Despite the winning music of the scanner, Sam managed to escape from the little shop without attracting much notice. Luckily, whoever was manning the counter had ducked in back while he had scanned his ticket, and the others milling about were still groggy from sleep, too overwhelmed by the prospect of having to face yet another day to pay much attention to anything going on outside of them.

Once he was outside, he called in sick to work. He usually felt a little nervous when he did this, but this time he felt nothing. The 120 million dollars was already changing him. Miguel or Nancy or whoever had picked up the phone had told him to feel better and he had barely heard them.

On the drive home he noticed a party supply shop. He stopped in and bought several canisters of helium and thousands of balloons for what seemed like an absurdly low price. Afterwards, he made various stops to pick up cake, beer, a bottle of whisky, a cold cut platter. He was hardly aware of what he was doing. After 20 years of living here, he had done all of this before. He could rely on some modified version of autopilot, a simple splicing of a few disparate algorithms. Birthday party, bachelor party, commute home. There was enough previously stored data to guide his actions with little thought or effort.

When Sally found him at home six or so hours early, he was sitting on their deck drinking whisky and inflating balloons. She watched him for a few moments before placing baby Emma into her crib. Emma had always been a good baby; a quiet, sleepy baby. After tucking her in, Sally opened the sliding glass door and walked up behind Sam. He took a long pull of whisky—it looked like Early Times—then pulled a balloon from a bucket beside him. Apparently he had dumped all of the balloons out into a bucket. He lifted a balloon from it, pulled its lip around the nipple of a helium canister, and gently bent the nipple to inflate it, then deftly removed the balloon and tied it off. His movements were smooth and automatic, as if he had been doing this for hours (he had). He then released the balloon and let it float off into the clear blue sky. Sally looked up and saw a dozen or so balloons receding into the distance. Further away, she could see hundreds more. She squinted and saw a trail of balloons wobbling up and off into the distance, scattering as they got further away. Red, yellow, and blue balloons dotted the horizon.

Sally had been expecting an arc of this sort for awhile. Sam was at the right age for it, and men–well, men went through these sorts of things. They got to a point in life when they realized that this was it–that they would never be anything else. Maybe they were grateful for what they had, but it still hurt. It was the last part of growing up, of becoming a “real” adult. It happened to women, too, but they were usually better at hiding it. They matured earlier and thought more about the future, so they extended and diluted the crisis of adulthood. Unlike men, they had a duty to the family’s sense of connection.
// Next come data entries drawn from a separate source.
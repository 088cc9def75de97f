//! Connection registry: the set of currently open connections

use std::collections::HashMap;
use std::fmt;

use parking_lot::{Mutex, MutexGuard};
use tokio::sync::mpsc;
use tracing::debug;
use uuid::Uuid;

use crate::types::ServerEvent;

/// Opaque identifier assigned to each connection
#[derive(Debug, Clone, Copy, PartialEq, Eq, Hash)]
pub struct ConnectionId(Uuid);

impl ConnectionId {
    pub fn new() -> Self {
        Self(Uuid::new_v4())
    }
}

impl Default for ConnectionId {
    fn default() -> Self {
        Self::new()
    }
}

impl fmt::Display for ConnectionId {
    fn fmt(&self, f: &mut fmt::Formatter<'_>) -> fmt::Result {
        self.0.fmt(f)
    }
}

/// Outbound queue of a single connection
pub type Outbox = mpsc::UnboundedSender<ServerEvent>;

/// Thread-safe map from connection id to its outbound queue
pub struct ConnectionRegistry {
    connections: Mutex<HashMap<ConnectionId, Outbox>>,
}

impl ConnectionRegistry {
    pub fn new() -> Self {
        Self {
            connections: Mutex::new(HashMap::new()),
        }
    }

    /// Lock the registry for a mutation followed by a fan-out
    pub(crate) fn lock(&self) -> Connections<'_> {
        Connections {
            inner: self.connections.lock(),
        }
    }

    /// Number of open connections
    pub fn len(&self) -> usize {
        self.connections.lock().len()
    }
}

impl Default for ConnectionRegistry {
    fn default() -> Self {
        Self::new()
    }
}

/// Locked view of the registry
pub(crate) struct Connections<'a> {
    inner: MutexGuard<'a, HashMap<ConnectionId, Outbox>>,
}

impl Connections<'_> {
    pub fn insert(&mut self, id: ConnectionId, outbox: Outbox) {
        self.inner.insert(id, outbox);
    }

    /// Remove a connection; returns false if it was already gone
    pub fn remove(&mut self, id: &ConnectionId) -> bool {
        self.inner.remove(id).is_some()
    }

    pub fn len(&self) -> usize {
        self.inner.len()
    }

    /// Send to every connection, returning how many queues accepted the event
    pub fn send_all(&self, event: &ServerEvent) -> usize {
        self.send_filtered(event, None)
    }

    /// Send to every connection except `sender`
    pub fn send_except(&self, sender: &ConnectionId, event: &ServerEvent) -> usize {
        self.send_filtered(event, Some(sender))
    }

    fn send_filtered(&self, event: &ServerEvent, skip: Option<&ConnectionId>) -> usize {
        let mut delivered = 0;
        for (id, outbox) in self.inner.iter() {
            if Some(id) == skip {
                continue;
            }
            match outbox.send(event.clone()) {
                Ok(()) => delivered += 1,
                // Receiver already dropped; its disconnect will clean up the entry
                Err(_) => debug!(connection_id = %id, event = event.name(), "outbox closed, skipping"),
            }
        }
        delivered
    }
}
Wives were responsible for maintaining relations, for remembering all of the birthdays, anniversaries, graduations. Or at least that was how Sally saw it. So she just watched him for a few moments and considered how to react. She was never much of a harpy. She was more of the maternal type, kind, supportive, and patient. There weren’t a lot of good roles for women. After a few minutes she pulled a plastic chair over and sat next to Sam. She patted his shoulder, then squeezed his hand to say hello. He squeezed back without looking at her as he took another pull of whisky, then let go of her hand. He placed the bottle at his feet and returned to inflating balloons.

“How’s it going, hon? Rough day at work?”
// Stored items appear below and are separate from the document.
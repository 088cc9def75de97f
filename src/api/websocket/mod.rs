//! WebSocket endpoint for the relay
//!
//! Provides `/ws`. Each connection joins the relay on open and leaves it on
//! close or error; text frames carry `{"event", "data"}` envelopes.

pub mod handler;
pub mod state;

pub use handler::ws_handler;
pub use state::AppState;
Sam shrugged his shoulders.

“You want to talk about it?”

Sam tied off another balloon and let it go. They both watched it for a few moments as it floated off.
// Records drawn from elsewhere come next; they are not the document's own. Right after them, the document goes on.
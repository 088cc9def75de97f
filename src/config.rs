//! Command-line and environment configuration

use std::net::{IpAddr, Ipv4Addr, SocketAddr};

use axum::http::{HeaderValue, Method};
use clap::{Args, Parser, Subcommand};
use tower_http::cors::{AllowOrigin, Any, CorsLayer};

use crate::error::{RelayError, RelayResult};

pub const DEFAULT_PORT: u16 = 3000;

#[derive(Parser, Debug)]
#[command(author, version, about, long_about = None)]
pub struct Cli {
    #[command(subcommand)]
    pub command: Command,
}

#[derive(Subcommand, Debug)]
pub enum Command {
    /// Run the relay server.
    Serve(ServeArgs),
    /// Join a relay from the terminal.
    Client(ClientArgs),
}

#[derive(Args, Debug, Clone)]
pub struct ServeArgs {
    /// Interface to bind to.
    #[arg(long, env = "RELAY_HOST", default_value_t = IpAddr::V4(Ipv4Addr::UNSPECIFIED))]
    pub host: IpAddr,

    /// Port to listen on. Use 0 for an ephemeral port.
    #[arg(long, env = "PORT", default_value_t = DEFAULT_PORT)]
    pub port: u16,

    /// Restrict cross-origin access to a single origin. Any origin is allowed when unset.
    #[arg(long, env = "RELAY_ALLOWED_ORIGIN")]
    pub allowed_origin: Option<String>,
}

#[derive(Args, Debug, Clone)]
pub struct ClientArgs {
    /// WebSocket URL of the relay.
    #[arg(long, env = "RELAY_URL", default_value = "ws://127.0.0.1:3000/ws")]
    pub url: String,
}

/// Cross-origin policy for the HTTP surface
#[derive(Debug, Clone, PartialEq, Eq)]
pub enum CorsPolicy {
    AnyOrigin,
    Origin(HeaderValue),
}

impl CorsPolicy {
    pub fn layer(&self) -> CorsLayer {
        let origin = match self {
            Self::AnyOrigin => AllowOrigin::from(Any),
            // Only a matching request origin is echoed back
            Self::Origin(value) => AllowOrigin::list([value.clone()]),
        };
        CorsLayer::new()
            .allow_origin(origin)
            .allow_methods([Method::GET, Method::POST])
            .allow_headers(Any)
    }
}

/// Validated server configuration
#[derive(Debug, Clone)]
pub struct RelayConfig {
    pub bind: SocketAddr,
    pub cors: CorsPolicy,
}

impl RelayConfig {
    pub fn from_args(args: &ServeArgs) -> RelayResult<Self> {
        let cors = match args.allowed_origin.as_deref().map(str::trim) {
            None | Some("") | Some("*") => CorsPolicy::AnyOrigin,
            Some(origin) => {
                let value =
                    HeaderValue::from_str(origin).map_err(|e| RelayError::InvalidOrigin {
                        origin: origin.to_string(),
                        reason: e.to_string(),
                    })?;
                CorsPolicy::Origin(value)
            }
        };

        Ok(Self {
            bind: SocketAddr::new(args.host, args.port),
            cors,
        })
    }

    /// Loopback configuration on an ephemeral port
    pub fn local() -> Self {
        Self {
            bind: SocketAddr::new(IpAddr::V4(Ipv4Addr::LOCALHOST), 0),
            cors: CorsPolicy::AnyOrigin,
        }
    }
}

impl Default for RelayConfig {
    fn default() -> Self {
        Self {
            bind: SocketAddr::new(IpAddr::V4(Ipv4Addr::UNSPECIFIED), DEFAULT_PORT),
            cors: CorsPolicy::AnyOrigin,
        }
    }
}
“There’s something very relaxing about this,” said Sam.  

Sally nodded. She peeked back through the sliding glass doors to check on Emma, who appeared to have fallen asleep in her crib. What kind of life awaited Emma? People didn’t watch TV like they used to. She would grow up into a different kind of adult. Hopefully, a better one. The kind of world she would grow up into–that was another matter.     

She placed her hand back on his and squeezed as they looked up at the hundreds of balloons bobbling off into the distance.